Hyperglycaemia‐mediated endothelial‐to‐mesenchymal transition (EndMT) is involved in the occurrence and progression of cardiovascular complications in diabetic patients. Previous studies reported that AKT serine/threonine kinase 3 (AKT3) and Bric‐a‐brac/Tramtrack/Broad (BTB) and cap'n'collar (CNC) homology 1 (bach1) participates in endothelial injury and epithelial‐to‐mesenchymal transition. In the present study, we proposed that bach1 regulates AKT3 transcription, thus involved in hyperglycaemia‐mediated EndMT in vascular endothelium. Our results indicated that hyperglycaemia/high glucose increased AKT3 expression and induced EndMT in aorta of diabetic rats and hyperglycaemic human umbilical vein endothelial cells (HUVECs). Moreover, inhibition of AKT3 expression reversed high glucose‐mediated EndMT in HUVECs. Further, hyperglycaemia/high glucose augmented bach1 expression in aorta of diabetic rats and hyperglycaemic HUVECs. Furthermore, si‐bach1 countered high glucose‐induced AKT3 expression and EndMT in HUVECs.
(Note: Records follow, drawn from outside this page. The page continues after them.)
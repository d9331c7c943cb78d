//! Utility-class CSS preset: layout primitives, spacing rules and
//! state/media variants for an atomic CSS engine.
//!
//! A host engine hands every class name it finds to [`Preset::match_token`],
//! which strips variant labels (`hover:`, `md:`, `dark:` ...) and looks the
//! residual up in the rule table. [`generator::generate`] is a small
//! reference emitter built on the same contract.

pub mod config;
pub mod error;
pub mod generator;
pub mod layout;
pub mod options;
pub mod preset;
pub mod rules;
pub mod theme;
pub mod variants;

pub use error::{ConfigError, PresetError};
pub use generator::{GenerationResult, GeneratorConfig, generate};
pub use options::{PresetOptions, ScaleConfig};
pub use preset::{MatchedUtility, PRESET_NAME, Preset, preset_spritz};
pub use rules::{Declaration, Rule, RuleTable};
pub use theme::Theme;
pub use variants::{MatchContext, Variant, VariantChain, VariantMatch};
In addition, the effect of bach1 overexpression is similar to that of high glucose treatment, which was reversed by si‐AKT3. ChIP assays found bach1 enriched in the promoter region of AKT3. Bach1 overexpression augmented AKT3 promoter activity, which lost after specific binding site mutation. Bach1 was involved in hyperglycaemia‐induced EndMT via modulation of AKT3 transcription.